Entrambi si voltarono di scatto, guardando fulminei, verso la vetrata.

Helèn spaventata. “Co… cosa è stato?"

"Meteoriti". Il volto di Harlock era di colpo una maschera cupa.

"Presto in plancia!" Le disse guardando fuori con apprensione. "Con i deflettori in avaria*, bisogna evitarle ad ogni costo. Abbiamo già troppi danni non ne occorrono altri, non ora!"

Così dicendo la mise giù correndo via rapidamente. Helèn lo seguì non ancora pienamente in possesso delle sue facoltà.

Il metallo dell'Arcadia vibrava ad ogni colpo, stridendo nell'assorbire la potenza degli impatti.

Dal ponte di comando, Harlock al timone fece segno ad Helèn di utilizzare l'unica postazione monitor di cui aveva ripristinato le funzionalità.

La donna, in basso rispetto ad Harlock, attendeva ordini.

"Helèn sarai il mio pilota. Il mio ufficiale di rotta, guidami!" le disse con piglio.

La nave continuava ad essere scossa, investita a più riprese dai frammenti di Universo di quello sciame meteoritico.

Helèn guardava il monitor cercando di capire, prevedere la traiettoria di quella tempesta di veri e propri asteroidi che li stavano investendo. Con i sensori a lunga gittata ed il sistema di autoriparazione in avaria, ogni altro danno sarebbe potuto essere letale.

Si guardò intorno, l'Arcadia le parve un valoroso combattente in balia dell’avverso destino, senza né armatura, né scudo, mentre quegli urti sembravano scandire il tempo che le restava. Usare le armi sarebbe stato inutile, erano solo in due. Tutto dipendeva da lei.

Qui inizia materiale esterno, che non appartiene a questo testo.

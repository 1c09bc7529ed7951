//! Device supervision against a fake rtl_tcp server and a fake capture program

use std::io::{Read, Write};
use std::net::TcpListener;
use std::sync::mpsc;
use std::sync::Arc;
use std::thread;
use std::time::{Duration, Instant};

use rustycir::device::rtl_tcp::{command, MAGIC};
use rustycir::device::{DeviceError, DeviceParams, DeviceSource, DeviceSupervisor, ReceiveError};
use rustycir::StreamBuffer;

fn wait_for(timeout: Duration, mut condition: impl FnMut() -> bool) -> bool {
    let deadline = Instant::now() + timeout;
    while Instant::now() < deadline {
        if condition() {
            return true;
        }
        thread::sleep(Duration::from_millis(10));
    }
    condition()
}

/// Accepts one client, records its 4 commands, then streams `payload` repeatedly
/// until the client goes away (or once, if `close_after_payload`)
fn fake_rtl_tcp(payload: Vec<u8>, close_after_payload: bool) -> (std::net::SocketAddr, mpsc::Receiver<Vec<u8>>) {
    let listener = TcpListener::bind("127.0.0.1:0").unwrap();
    let addr = listener.local_addr().unwrap();
    let (tx, rx) = mpsc::channel();

    thread::spawn(move || {
        let (mut socket, _) = listener.accept().unwrap();
        let mut header = MAGIC.to_vec();
        header.extend_from_slice(&5u32.to_be_bytes());
        header.extend_from_slice(&29u32.to_be_bytes());
        socket.write_all(&header).unwrap();

        let mut commands = vec![0u8; 20];
        socket.read_exact(&mut commands).unwrap();
        tx.send(commands).unwrap();

        if close_after_payload {
            let _ = socket.write_all(&payload);
            return;
        }
        while socket.write_all(&payload).is_ok() {
            thread::sleep(Duration::from_millis(1));
        }
    });

    (addr, rx)
}

#[test]
fn test_rtl_tcp_handshake_and_streaming() {
    let (addr, commands) = fake_rtl_tcp(vec![127u8; 4096], false);
    let params = DeviceParams {
        source: DeviceSource::RtlTcp { addr },
        frequency_hz: 222_064_000,
        sample_rate_hz: 2_048_000,
        gain_tenths_db: 197,
    };
    let buffer = Arc::new(StreamBuffer::new(1 << 20));
    buffer.push(b"stale bytes from an earlier connection");

    let supervisor = DeviceSupervisor::start(&params, Arc::clone(&buffer)).unwrap();

    let mut expected = Vec::new();
    expected.extend_from_slice(&command(0x02, 2_048_000));
    expected.extend_from_slice(&command(0x01, 222_064_000));
    expected.extend_from_slice(&command(0x03, 1));
    expected.extend_from_slice(&command(0x04, 197));
    assert_eq!(commands.recv_timeout(Duration::from_secs(5)).unwrap(), expected);

    assert!(wait_for(Duration::from_secs(5), || buffer.len() >= 8192));
    assert!(supervisor.is_receiving());
    // Only server bytes, the stale prefix was cleared on start
    assert!(buffer.try_take(8192).unwrap().iter().all(|&b| b == 127));

    let started = Instant::now();
    let total = supervisor.stop().unwrap();
    assert!(started.elapsed() < Duration::from_secs(2));
    assert!(total >= 8192);
}

#[test]
fn test_server_hangup_ends_receiver() {
    let (addr, _commands) = fake_rtl_tcp(vec![1u8; 1000], true);
    let params = DeviceParams {
        source: DeviceSource::RtlTcp { addr },
        ..DeviceParams::default()
    };
    let buffer = Arc::new(StreamBuffer::new(1 << 16));

    let supervisor = DeviceSupervisor::start(&params, Arc::clone(&buffer)).unwrap();
    assert!(wait_for(Duration::from_secs(5), || !supervisor.is_receiving()));

    match supervisor.stop() {
        Err(ReceiveError::EndOfStream { total }) => assert_eq!(total, 1000),
        other => panic!("expected EndOfStream, got {:?}", other),
    }
    assert_eq!(buffer.len(), 1000);
}

#[test]
fn test_bad_magic_rejected() {
    let listener = TcpListener::bind("127.0.0.1:0").unwrap();
    let addr = listener.local_addr().unwrap();
    thread::spawn(move || {
        let (mut socket, _) = listener.accept().unwrap();
        let _ = socket.write_all(b"HTTP/1.1 200");
        thread::sleep(Duration::from_millis(200));
    });

    let params = DeviceParams {
        source: DeviceSource::RtlTcp { addr },
        ..DeviceParams::default()
    };
    let err = DeviceSupervisor::start(&params, Arc::new(StreamBuffer::new(64))).err().unwrap();
    assert!(err.to_string().contains("magic"), "{}", err);
}

#[cfg(unix)]
#[test]
fn test_process_source_stops_promptly() {
    use std::os::unix::fs::PermissionsExt;

    let dir = tempfile::tempdir().unwrap();
    let program = dir.path().join("fake_rtl_sdr");
    std::fs::write(&program, "#!/bin/sh\nprintf '%s ' \"$@\"\nexec sleep 30\n").unwrap();
    std::fs::set_permissions(&program, std::fs::Permissions::from_mode(0o755)).unwrap();

    let params = DeviceParams {
        source: DeviceSource::Process { program },
        frequency_hz: 222_064_000,
        sample_rate_hz: 2_048_000,
        gain_tenths_db: 205,
    };
    let buffer = Arc::new(StreamBuffer::new(4096));
    let supervisor = DeviceSupervisor::start(&params, Arc::clone(&buffer)).unwrap();

    let expected = b"-f 222064000 -s 2048000 -g 20.5 -S - ";
    assert!(wait_for(Duration::from_secs(5), || buffer.len() >= expected.len()));
    assert_eq!(buffer.try_take(expected.len()).unwrap(), expected.to_vec());

    // The program is blocked in sleep; stop must not wait for it
    let started = Instant::now();
    assert_eq!(supervisor.stop().unwrap(), expected.len() as u64);
    assert!(started.elapsed() < Duration::from_secs(5));
}

#[cfg(unix)]
fn fake_program(dir: &std::path::Path, script: &str) -> DeviceParams {
    use std::os::unix::fs::PermissionsExt;

    let program = dir.join("fake_rtl_sdr");
    std::fs::write(&program, script).unwrap();
    std::fs::set_permissions(&program, std::fs::Permissions::from_mode(0o755)).unwrap();
    DeviceParams {
        source: DeviceSource::Process { program },
        ..DeviceParams::default()
    }
}

#[cfg(unix)]
#[test]
fn test_program_exiting_at_startup_is_device_error() {
    let dir = tempfile::tempdir().unwrap();
    let params = fake_program(
        dir.path(),
        "#!/bin/sh\necho 'No supported devices found.' >&2\nexit 1\n",
    );

    let err = DeviceSupervisor::start(&params, Arc::new(StreamBuffer::new(4096))).err().unwrap();
    match err {
        DeviceError::Exited { status, .. } => assert_eq!(status.code(), Some(1)),
        other => panic!("expected Exited, got {:?}", other),
    }
}

#[cfg(unix)]
#[test]
fn test_stop_reaches_forked_children() {
    let dir = tempfile::tempdir().unwrap();
    // No exec: sleep runs as a grandchild holding the stdout pipe
    let params = fake_program(dir.path(), "#!/bin/sh\nprintf ready\nsleep 30\n");

    let buffer = Arc::new(StreamBuffer::new(4096));
    let supervisor = DeviceSupervisor::start(&params, Arc::clone(&buffer)).unwrap();
    assert!(wait_for(Duration::from_secs(5), || buffer.len() >= 5));

    let started = Instant::now();
    assert_eq!(supervisor.stop().unwrap(), 5);
    assert!(started.elapsed() < Duration::from_secs(5));
}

Si riebbe. Guardò i monitor davanti a sé. "Tutto a dritta capitano!" urlò decisa. "Cosi'… bene, tenere la rotta e ora tutto a babordo. Presto!".

Harlock piantato al timone, energico, risoluto, lo sguardo fisso innanzi a sé eseguiva con precisione le manovre. Per un attimo guardò Helèn concentrata nel compito che le aveva affidato, riponeva in lei totale fiducia.

L'Arcadia lentamente obbediva al suo capitano ondeggiando vistosamente. Quei corpi celesti sfrecciavano veloci sfiorandoli.

"Abbattere la chiglia presto, tutto a ponente". Gridò la donna. Un'altra piccola formazione di meteoriti venne evitata per un soffio. "Mantenere la rotta capitano. Alla via così".

La nera cupola dell’Universo sovrastante pareva oscillare accompagnando i movimenti dell’ Arcadia. Ogni tanto Helèn distoglieva lo sguardo dai monitor per voltarsi ed osservare dal basso Harlock.

Il timone scricchiolava per il vigore dei rapidi e potenti movimenti delle sue braccia, ai quali imprimeva una forza quasi rabbiosa dettata dalla volontà di salvare la sua nave.

Helèn fu impressionata dalla titanica determinazione di quell'uomo che, pur con una limitata visione oculare, riusciva a far spostare una corazzata lunga un chilometro come fosse stato un piccolo veivolo, con una precisione che la sconcertò. Da quella postazione Harlock le parve ancora più imponente, incrollabile. Le gambe divaricate, il grande mantello che ondeggiava con lui, accompagnandolo nei movimenti, i lineamenti del viso contratti, la mascella serrata, lo sguardo prepotentemente sensuale.

"La nave beccheggia capitano, correggere la rotta 4 gradi a babordo… perfetto… mantenere la rotta!" Disse d’un fiato.

L' Arcadia gemeva sforzata dai rapidi movimenti, il metallo si lamentava, l’Universo sembrava sbuffare e gorgogliare mentre lo scafo lo fendeva prepotente.

Helèn sorrise realizzando che stava contribuendo a determinare la rotta della mitica, grande Arcadia col suo leggendario capitano, il più temuto condottiero di tutti i tempi, e lei, lei era lì con lui. Solo pochi mesi prima non lo avrebbe mai creduto possibile.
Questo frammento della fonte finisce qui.